Incremental Learning

bluesky314 · February 13, 2019, 4:47am

I have questions about how incremental learning can be done in pyTorch :

Suppose I trained a CNN model, and now would like to add say k more neurons to a layer or every layer while using the pretrained weights. How can I do this?

bluesky314 · February 14, 2019, 9:30pm

Would like some response, need to do this for a project today. @ptrblck can you help?

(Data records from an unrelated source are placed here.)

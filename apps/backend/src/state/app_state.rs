use std::sync::Arc;

use sea_orm::DatabaseConnection;

use crate::config::ProfileConfig;
use crate::state::security_config::SecurityConfig;
use crate::upstream::client::SubscriptionApi;

/// Application state containing shared resources
#[derive(Clone)]
pub struct AppState {
    pub security: SecurityConfig,
    /// Panel client; pluggable so tests can script upstream behavior.
    pub upstream: Arc<dyn SubscriptionApi>,
    /// Optional read replica of the bot database.
    pub cache: Option<DatabaseConnection>,
    pub profile: ProfileConfig,
}

impl AppState {
    pub fn new(
        security: SecurityConfig,
        upstream: Arc<dyn SubscriptionApi>,
        cache: Option<DatabaseConnection>,
        profile: ProfileConfig,
    ) -> Self {
        Self {
            security,
            upstream,
            cache,
            profile,
        }
    }

    /// State without a local cache, the common deployment shape.
    pub fn without_cache(
        security: SecurityConfig,
        upstream: Arc<dyn SubscriptionApi>,
        profile: ProfileConfig,
    ) -> Self {
        Self::new(security, upstream, None, profile)
    }
}
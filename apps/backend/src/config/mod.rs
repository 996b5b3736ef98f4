//! Environment-backed configuration for the gateway.
//!
//! Everything the process needs is read once at startup into [`AppConfig`];
//! handlers never touch the environment directly.

use std::collections::HashMap;
use std::env;
use std::time::Duration;

use crate::error::AppError;

/// Squad-uuid to plan-tag mapping, supplied via `PLAN_SQUAD_MAP` as
/// comma-separated `<uuid>=<plan>` pairs.
#[derive(Debug, Clone, Default)]
pub struct PlanMap {
    entries: HashMap<String, String>,
}

impl PlanMap {
    pub fn parse(raw: &str) -> Result<Self, AppError> {
        let mut entries = HashMap::new();
        for pair in raw.split(',').map(str::trim).filter(|s| !s.is_empty()) {
            let (squad, plan) = pair.split_once('=').ok_or_else(|| {
                AppError::config(format!(
                    "PLAN_SQUAD_MAP entry '{pair}' is not of the form <uuid>=<plan>"
                ))
            })?;
            let squad = squad.trim();
            let plan = plan.trim();
            if squad.is_empty() || plan.is_empty() {
                return Err(AppError::config(format!(
                    "PLAN_SQUAD_MAP entry '{pair}' has an empty side"
                )));
            }
            entries.insert(squad.to_string(), plan.to_string());
        }
        Ok(Self { entries })
    }

    pub fn plan_for(&self, squad_uuid: &str) -> Option<&str> {
        self.entries.get(squad_uuid).map(String::as_str)
    }

    pub fn is_empty(&self) -> bool {
        self.entries.is_empty()
    }

    #[cfg(test)]
    pub fn from_pairs(pairs: &[(&str, &str)]) -> Self {
        Self {
            entries: pairs
                .iter()
                .map(|(k, v)| (k.to_string(), v.to_string()))
                .collect(),
        }
    }
}

/// Settings consumed by the profile assembler.
#[derive(Debug, Clone, Default)]
pub struct ProfileConfig {
    pub plans: PlanMap,
    pub subscription_base_url: Option<String>,
}

#[derive(Debug, Clone)]
pub struct AppConfig {
    pub host: String,
    pub port: u16,
    pub upstream_base_url: String,
    pub upstream_token: String,
    pub upstream_timeout: Duration,
    pub bot_token: String,
    pub session_secret: String,
    pub allowed_origins: Vec<String>,
    pub cookie_secure: bool,
    pub auth_max_age: Duration,
    pub profile: ProfileConfig,
    pub local_db_path: Option<String>,
}

impl AppConfig {
    pub fn from_env() -> Result<Self, AppError> {
        let host = env::var("BACKEND_HOST").unwrap_or_else(|_| "0.0.0.0".to_string());
        let port = env::var("BACKEND_PORT")
            .unwrap_or_else(|_| "3001".to_string())
            .parse::<u16>()
            .map_err(|_| AppError::config("BACKEND_PORT must be a valid port number".to_string()))?;

        let upstream_base_url = must_var("UPSTREAM_BASE_URL")?;
        let upstream_token = must_var("UPSTREAM_TOKEN")?;
        let bot_token = must_var("TELEGRAM_BOT_TOKEN")?;
        let session_secret = must_var("SESSION_SECRET")?;
        // Cookie-key derivation needs at least 256 bits of input.
        if session_secret.len() < 32 {
            return Err(AppError::config(
                "SESSION_SECRET must be at least 32 bytes".to_string(),
            ));
        }

        let upstream_timeout = Duration::from_secs(parse_secs("UPSTREAM_TIMEOUT_SECS", 20)?);
        let auth_max_age = Duration::from_secs(parse_secs("AUTH_MAX_AGE_SECS", 86_400)?);

        let allowed_origins = parse_origins(&env::var("ALLOWED_ORIGINS").unwrap_or_default());

        let cookie_secure = env::var("COOKIE_SECURE")
            .map(|v| v.eq_ignore_ascii_case("true"))
            .unwrap_or(false);

        let plans = match env::var("PLAN_SQUAD_MAP") {
            Ok(raw) => PlanMap::parse(&raw)?,
            Err(_) => PlanMap::default(),
        };

        let subscription_base_url = env::var("SUBSCRIPTION_BASE_URL")
            .ok()
            .map(|s| s.trim_end_matches('/').to_string())
            .filter(|s| !s.is_empty());

        let local_db_path = env::var("LOCAL_DB_PATH").ok().filter(|s| !s.is_empty());

        Ok(Self {
            host,
            port,
            upstream_base_url: upstream_base_url.trim_end_matches('/').to_string(),
            upstream_token,
            upstream_timeout,
            bot_token,
            session_secret,
            allowed_origins,
            cookie_secure,
            auth_max_age,
            profile: ProfileConfig {
                plans,
                subscription_base_url,
            },
            local_db_path,
        })
    }
}

/// Parse and lightly validate allowed origins; empty input falls back to the
/// local dev front end.
pub fn parse_origins(raw: &str) -> Vec<String> {
    let origins: Vec<String> = raw
        .split(',')
        .map(str::trim)
        .filter(|s| !s.is_empty() && *s != "null")
        .filter(|s| s.starts_with("http://") || s.starts_with("https://"))
        .map(str::to_string)
        .collect();

    if origins.is_empty() {
        vec!["http://localhost:5173".to_string()]
    } else {
        origins
    }
}

fn parse_secs(name: &str, default: u64) -> Result<u64, AppError> {
    match env::var(name) {
        Ok(raw) => raw
            .parse::<u64>()
            .map_err(|_| AppError::config(format!("{name} must be a whole number of seconds"))),
        Err(_) => Ok(default),
    }
}

/// Get required environment variable or return error
fn must_var(name: &str) -> Result<String, AppError> {
    env::var(name).map_err(|_| AppError::config(format!("Missing required env var: {name}")))
}
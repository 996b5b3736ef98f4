use actix_web::{web, HttpResponse};

use crate::error::AppError;

async fn health() -> Result<HttpResponse, AppError> {
    Ok(HttpResponse::Ok().body("ok"))
}

pub fn configure_routes(cfg: &mut web::ServiceConfig) {
    cfg.route("/health", web::get().to(health));
}
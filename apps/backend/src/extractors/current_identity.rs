use actix_session::SessionExt;
use actix_web::dev::Payload;
use actix_web::{FromRequest, HttpRequest};
use futures_util::future::{ready, Ready};

use crate::auth::models::SessionIdentity;
use crate::auth::session;
use crate::error::AppError;

/// Verified identity extracted from the session cookie.
///
/// Handlers taking this parameter are authenticated by construction: a
/// missing or tampered cookie fails extraction with 401 before the handler
/// body runs. Entitlement (403-class) checks stay in the profile service.
#[derive(Debug, Clone)]
pub struct CurrentIdentity(pub SessionIdentity);

impl CurrentIdentity {
    pub fn telegram_id(&self) -> i64 {
        self.0.telegram_id
    }
}

impl FromRequest for CurrentIdentity {
    type Error = AppError;
    type Future = Ready<Result<Self, Self::Error>>;

    fn from_request(req: &HttpRequest, _: &mut Payload) -> Self::Future {
        let result = session::current_identity(&req.get_session())
            .map(CurrentIdentity)
            .ok_or_else(AppError::unauthorized);
        ready(result)
    }
}
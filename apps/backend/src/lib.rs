#![deny(clippy::wildcard_imports)]
#![cfg_attr(test, allow(clippy::wildcard_imports))]

pub mod auth;
pub mod cache;
pub mod config;
pub mod error;
pub mod extractors;
pub mod middleware;
pub mod routes;
pub mod services;
pub mod state;
pub mod upstream;

// Re-exports for public API
pub use auth::models::{LoginPayload, SessionIdentity};
pub use auth::session::SESSION_COOKIE_NAME;
pub use auth::signature::{login_signature, verify_login_signature};
pub use config::{AppConfig, PlanMap, ProfileConfig};
pub use error::AppError;
pub use extractors::CurrentIdentity;
pub use middleware::cors::cors_middleware;
pub use middleware::request_trace::RequestTrace;
pub use services::profile::ProfileView;
pub use state::app_state::AppState;
pub use state::security_config::SecurityConfig;
pub use upstream::client::{HttpSubscriptionApi, SubscriptionApi};
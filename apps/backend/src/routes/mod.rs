use actix_web::web;

pub mod auth;
pub mod devices;
pub mod health;
pub mod profile;

pub fn configure(cfg: &mut web::ServiceConfig) {
    cfg.configure(health::configure_routes)
        .configure(auth::configure_routes)
        .configure(profile::configure_routes)
        .configure(devices::configure_routes);
}
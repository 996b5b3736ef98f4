//! Normalization of panel response payloads.
//!
//! The panel is inconsistent across versions: payloads arrive flat or under
//! a `response` wrapper, identifier fields switch between camelCase and
//! snake_case, and the short identifier sometimes lives under a nested
//! `user` object. Every tolerated variant is resolved here, with a fixed
//! precedence order, so the rest of the crate only ever sees
//! [`UpstreamUser`] and [`Device`].

use serde_json::Value;

use crate::error::AppError;
use crate::upstream::models::{Device, SubscriptionStatus, UpstreamUser};

/// Unwrap a single `response` envelope if present.
pub fn unwrap_response(value: Value) -> Value {
    match value {
        Value::Object(mut obj) if obj.contains_key("response") => {
            obj.remove("response").unwrap_or(Value::Null)
        }
        other => other,
    }
}

fn str_at<'a>(obj: &'a Value, key: &str) -> Option<&'a str> {
    obj.get(key).and_then(Value::as_str).filter(|s| !s.is_empty())
}

fn first_str(obj: &Value, keys: &[&str]) -> Option<String> {
    keys.iter()
        .find_map(|key| str_at(obj, key))
        .map(str::to_string)
}

fn first_i64(obj: &Value, keys: &[&str]) -> Option<i64> {
    keys.iter().find_map(|key| obj.get(*key).and_then(Value::as_i64))
}

/// Short identifier, in precedence order: `shortUuid`, `short_uuid`, then
/// the same pair nested under `user`.
pub fn short_uuid(obj: &Value) -> Option<String> {
    first_str(obj, &["shortUuid", "short_uuid"]).or_else(|| {
        obj.get("user")
            .and_then(|user| first_str(user, &["shortUuid", "short_uuid"]))
    })
}

fn used_traffic_bytes(obj: &Value) -> Option<i64> {
    let nested = obj
        .get("userTraffic")
        .or_else(|| obj.get("user_traffic"))
        .and_then(|t| first_i64(t, &["usedTrafficBytes", "used_traffic_bytes"]));
    nested.or_else(|| first_i64(obj, &["usedTrafficBytes", "used_traffic_bytes"]))
}

/// Parse one user record out of a raw panel payload.
pub fn user_from_value(raw: Value) -> Result<UpstreamUser, AppError> {
    let body = unwrap_response(raw);
    if !body.is_object() {
        return Err(AppError::upstream_unavailable(
            "malformed user payload: expected a JSON object".to_string(),
        ));
    }

    // Some panel versions serialize the id as a string.
    let id = first_i64(&body, &["id"])
        .or_else(|| str_at(&body, "id").and_then(|s| s.parse().ok()))
        .ok_or_else(|| {
            AppError::upstream_unavailable("malformed user payload: missing numeric id".to_string())
        })?;

    let status = SubscriptionStatus::from_raw(str_at(&body, "status"));

    let active_internal_squads = body
        .get("activeInternalSquads")
        .or_else(|| body.get("active_internal_squads"))
        .and_then(Value::as_array)
        .cloned()
        .unwrap_or_default();

    Ok(UpstreamUser {
        id,
        username: first_str(&body, &["username"]),
        status,
        sub_revoked_at: first_str(&body, &["subRevokedAt", "sub_revoked_at", "revokedAt"]),
        expire_at: first_str(&body, &["expireAt", "expire_at"]),
        traffic_limit_bytes: first_i64(&body, &["trafficLimitBytes", "traffic_limit_bytes"]),
        traffic_used_bytes: used_traffic_bytes(&body),
        hwid_device_limit: first_i64(&body, &["hwidDeviceLimit", "hwid_device_limit"]),
        short_uuid: short_uuid(&body),
        subscription_url: first_str(&body, &["subscriptionUrl", "subscription_url"]),
        external_squad_uuid: first_str(&body, &["externalSquadUuid", "external_squad_uuid"]),
        active_internal_squads,
    })
}

/// Parse a device list out of a raw panel payload. Accepts a bare array or
/// an object with a `devices` array, with or without the `response` wrapper.
pub fn devices_from_value(raw: Value) -> Result<Vec<Device>, AppError> {
    let body = unwrap_response(raw);
    let list = match body {
        Value::Array(items) => items,
        Value::Object(mut obj) => match obj.remove("devices") {
            Some(Value::Array(items)) => items,
            _ => {
                return Err(AppError::upstream_unavailable(
                    "malformed device payload: no devices array".to_string(),
                ))
            }
        },
        _ => {
            return Err(AppError::upstream_unavailable(
                "malformed device payload: expected array or object".to_string(),
            ))
        }
    };

    list.into_iter()
        .map(|item| {
            serde_json::from_value::<Device>(item).map_err(|e| {
                AppError::upstream_unavailable(format!("malformed device entry: {e}"))
            })
        })
        .collect()
}
pub mod profile;
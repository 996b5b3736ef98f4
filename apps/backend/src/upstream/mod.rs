pub mod client;
pub mod models;
pub mod normalize;

pub use client::{HttpSubscriptionApi, SubscriptionApi};
pub use models::{Device, SubscriptionStatus, UpstreamUser};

Muhammad_Furqan_Rafi · February 14, 2019, 9:42pm

Haha Its better to see the documentation of transfer learning or fine-tuning
https://pytorch.org/tutorials/beginner/transfer_learning_tutorial.html

bluesky314 · February 15, 2019, 7:20am

I have been over this tutorial many times before and it does not cointain what i am looking for. Lets say i have a hwn filter but only want to fill in hwk of those. How can this be done?

ptrblck · February 15, 2019, 4:58pm

This might be a bit tricky, as you would also have to take care of the following layers, which now take a new number of filter kernels. Also, if your optimizer has internal states, these might be lost.
Anyway, here is a small example:

class MyModel(nn.Module):
    def __init__(self):
        super(MyModel, self).__init__()
        self.conv = nn.Conv2d(1, 3, 3, 1, 1)
        self.fc = nn.Linear(3*12*12, 10)
        
    def forward(self, x):
        x = F.max_pool2d(F.relu(self.conv(x)), 2)
        x = x.view(x.size(0), -1)
        x = self.fc(x)
        return x


data = torch.randn(10, 1, 24, 24)
target = torch.empty(10, dtype=torch.long).random_(10)

model = MyModel()
optimizer = torch.optim.Adam(model.parameters(), lr=1e-3)
criterion = nn.CrossEntropyLoss()

# Train for a few epochs
for epoch in range(5):
    optimizer.zero_grad()
    output = model(data)
    loss = criterion(output, target)
    loss.backward()
    optimizer.step()
    print('Epoch {}, loss {}'.format(epoch, loss.item()))


# Add conv layers to model
nb_filters_old = model.conv.weight.size(0)
nb_filters_new = 6

with torch.no_grad():
    old_conv_weights = model.conv.weight
    old_conv_bias = model.conv.bias
    old_fc_weight = model.fc.weight
    
    # Assign new weight and bias (initialize with proper values?)
#    model.conv.weight = nn.Parameter(
#        torch.randn(nb_filters_new, *model.conv.weight.size()[1:]))
#    model.conv.bias = nn.Parameter(torch.randn(nb_filters_new))
#    model.fc.weight = nn.Parameter(
#        torch.randn(old_fc_weight.size(0),
#                    int(model.fc.weight.size(1)/nb_filters_old*nb_filters_new)))
    
    # Alternatively create new layers
    model.conv = nn.Conv2d(old_conv_weights.size(1), nb_filters_new, 3, 1, 1)
    model.fc = nn.Linear(
        int(model.fc.weight.size(1)/nb_filters_old*nb_filters_new),
        old_fc_weight.size(0))
    
    
    # Set pretrained values
    model.conv.weight[:nb_filters_old] = old_conv_weights
    model.conv.bias[:nb_filters_old] = old_conv_bias
    model.fc.weight[:, :old_fc_weight.size(1)] = old_fc_weight


# Create new optimizer (running estimates will be lost)
optimizer = torch.optim.Adam(model.parameters(), lr=1e-3)

# Train some more
for epoch in range(5):
    optimizer.zero_grad()
    output = model(data)
    loss = criterion(output, target)
    loss.backward()
    optimizer.step()
    print('Epoch {}, loss {}'.format(epoch, loss.item()))

bluesky314 · February 15, 2019, 5:50pm

Thanks a ton @ptrblck I will try this and report back.

bluesky314 · February 26, 2019, 5:26am

Thanks! @ptrblck this does seem like a feasible solution. Is there a way to partially freeze the layers as well? As in freeze the older learned weights and train only the new portion initialized at random? Like freeze only half the layers?

ptrblck · February 26, 2019, 1:09pm

In that case you should create separate layers, i.e. one conv layer containing the pretrained filters and another one with the random weights, and concatenate the results of these layers after they are applied.
This would make it possible to just optimize the random weights and freeze the old ones.

zenghang · March 17, 2019, 2:06am

Hi，I probably understand what you mean.For example, there is a convolution kernel of 3*3, I want to fix the weight of the diagonal, and learn the weight of other positions，how can i do this?

ptrblck · March 17, 2019, 1:06pm

As @albanD explained in the other topic you would have to zero out the gradients of your fixed parameters.

zenghang · March 18, 2019, 11:51am

Thank you very much,I will try !